TASK PROMPT: Each line of the data should be repeated precisely.

Stored data entries
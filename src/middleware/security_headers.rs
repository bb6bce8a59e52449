//! Security-related response headers.
//!
//! Applied at the Router level. A handler that sets one of these itself wins.

use axum::Router;
use axum::http::header::{HeaderName, HeaderValue};
use tower_http::set_header::SetResponseHeaderLayer;

const HEADERS: [(&str, &str); 6] = [
    ("x-frame-options", "DENY"),
    ("content-security-policy", "frame-ancestors 'none'"),
    ("x-content-type-options", "nosniff"),
    ("referrer-policy", "no-referrer"),
    ("permissions-policy", "camera=(), microphone=(), geolocation=()"),
    // responses carry tokens and private todo data
    ("cache-control", "no-store"),
];

pub fn apply(router: Router) -> Router {
    HEADERS.into_iter().fold(router, |router, (name, value)| {
        router.layer(SetResponseHeaderLayer::if_not_present(
            HeaderName::from_static(name),
            HeaderValue::from_static(value),
        ))
    })
}
//! Permission record storage
//!
//! Persists per-user access-control records in Elasticsearch (or any backend
//! implementing [`backend::DocumentBackend`]) and exposes get / put / patch /
//! delete keyed by username.

pub mod backend;
pub mod config;
pub mod context;
pub mod error;
pub mod logging;
pub mod storage;
pub mod types;

pub use backend::{DocumentBackend, DocumentError, ElasticsearchBackend, MemoryBackend};
pub use config::AppConfig;
pub use context::RequestContext;
pub use error::{PermissionError, Result};
pub use storage::{IndexStatus, PermissionStorage, StoreSettings, DEFAULT_MAPPING};
pub use types::{Op, Permission, PermissionPatch, RESERVED_FIELDS};
// Index initialization utilities

use crate::backend::{DocumentBackend, DocumentError};
use crate::context::RequestContext;
use crate::error::{PermissionError, Result};
use tracing::{info, warn};

/// Outcome of `ensure_index`
#[derive(Debug, Clone, Copy, PartialEq, Eq)]
pub enum IndexStatus {
    Created,
    AlreadyExists,
}

fn cancelled_or(
    err: DocumentError,
    fallback: impl FnOnce(DocumentError) -> PermissionError,
) -> PermissionError {
    match err {
        DocumentError::Cancelled => PermissionError::from(err),
        other => fallback(other),
    }
}

/// Make sure `index` exists, creating it with `mapping` when absent.
///
/// Safe to call on every start. A failed existence check is a
/// `ConnectionError`; a rejected creation is a `SchemaCreationError`.
pub async fn ensure_index(
    backend: &dyn DocumentBackend,
    ctx: &RequestContext,
    index: &str,
    mapping: &str,
) -> Result<IndexStatus> {
    let exists = ctx.run(backend.index_exists(index)).await.map_err(|e| {
        cancelled_or(e, |e| {
            PermissionError::ConnectionError(format!(
                "Failed to check whether index '{}' exists: {}",
                index, e
            ))
        })
    })?;

    if exists {
        info!("Index named '{}' already exists, skipping...", index);
        return Ok(IndexStatus::AlreadyExists);
    }

    if let Err(e) = ctx.run(backend.create_index(index, mapping)).await {
        if e == DocumentError::Cancelled {
            return Err(e.into());
        }

        // Another process may have won the race to create it.
        if let Ok(true) = ctx.run(backend.index_exists(index)).await {
            warn!(
                "Creating index '{}' failed ({}), but it exists now; continuing",
                index, e
            );
            return Ok(IndexStatus::AlreadyExists);
        }

        return Err(PermissionError::SchemaCreationError(format!(
            "Failed to create index named '{}': {}",
            index, e
        )));
    }

    info!("Successfully created index named '{}'", index);
    Ok(IndexStatus::Created)
}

RESULT:
filename src/middleware/security_headers.rs
repository bb6bce8a59e52449
//! Security-related response headers.
//!
//! Applied at the Router level. A handler that sets one of these itself wins.

use axum::Router;
use axum::http::header::{HeaderName, HeaderValue};
use tower_http::set_header::SetResponseHeaderLayer;

const HEADERS: [(&str, &str); 6] = [
    ("x-frame-options", "DENY"),
    ("content-security-policy", "frame-ancestors 'none'"),
    ("x-content-type-options", "nosniff"),
    ("referrer-policy", "no-referrer"),
    ("permissions-policy", "camera=(), microphone=(), geolocation=()"),
    // responses carry tokens and private todo data
    ("cache-control", "no-store"),
];

pub fn apply(router: Router) -> Router {
    HEADERS.into_iter().fold(router, |router, (name, value)| {
        router.layer(SetResponseHeaderLayer::if_not_present(
            HeaderName::from_static(name),
            HeaderValue::from_static(value),
        ))
    })
}
//! Permission record storage
//!
//! Persists per-user access-control records in Elasticsearch (or any backend
//! implementing [`backend::DocumentBackend`]) and exposes get / put / patch /
//! delete keyed by username.

pub mod backend;
pub mod config;
pub mod context;
pub mod error;
pub mod logging;
pub mod storage;
pub mod types;

pub use backend::{DocumentBackend, DocumentError, ElasticsearchBackend, MemoryBackend};
pub use config::AppConfig;
pub use context::RequestContext;
pub use error::{PermissionError, Result};
pub use storage::{IndexStatus, PermissionStorage, StoreSettings, DEFAULT_MAPPING};
pub use types::{Op, Permission, PermissionPatch, RESERVED_FIELDS};
// Index initialization utilities

use crate::backend::{DocumentBackend, DocumentError};
use crate::context::RequestContext;
use crate::error::{PermissionError, Result};
use tracing::{info, warn};

/// Outcome of `ensure_index`
#[derive(Debug, Clone, Copy, PartialEq, Eq)]
pub enum IndexStatus {
    Created,
    AlreadyExists,
}

fn cancelled_or(
    err: DocumentError,
    fallback: impl FnOnce(DocumentError) -> PermissionError,
) -> PermissionError {
    match err {
        DocumentError::Cancelled => PermissionError::from(err),
        other => fallback(other),
    }
}

/// Make sure `index` exists, creating it with `mapping` when absent.
///
/// Safe to call on every start. A failed existence check is a
/// `ConnectionError`; a rejected creation is a `SchemaCreationError`.
pub async fn ensure_index(
    backend: &dyn DocumentBackend,
    ctx: &RequestContext,
    index: &str,
    mapping: &str,
) -> Result<IndexStatus> {
    let exists = ctx.run(backend.index_exists(index)).await.map_err(|e| {
        cancelled_or(e, |e| {
            PermissionError::ConnectionError(format!(
                "Failed to check whether index '{}' exists: {}",
                index, e
            ))
        })
    })?;

    if exists {
        info!("Index named '{}' already exists, skipping...", index);
        return Ok(IndexStatus::AlreadyExists);
    }

    if let Err(e) = ctx.run(backend.create_index(index, mapping)).await {
        if e == DocumentError::Cancelled {
            return Err(e.into());
        }

        // Another process may have won the race to create it.
        if let Ok(true) = ctx.run(backend.index_exists(index)).await {
            warn!(
                "Creating index '{}' failed ({}), but it exists now; continuing",
                index, e
            );
            return Ok(IndexStatus::AlreadyExists);
        }

        return Err(PermissionError::SchemaCreationError(format!(
            "Failed to create index named '{}': {}",
            index, e
        )));
    }

    info!("Successfully created index named '{}'", index);
    Ok(IndexStatus::Created)
}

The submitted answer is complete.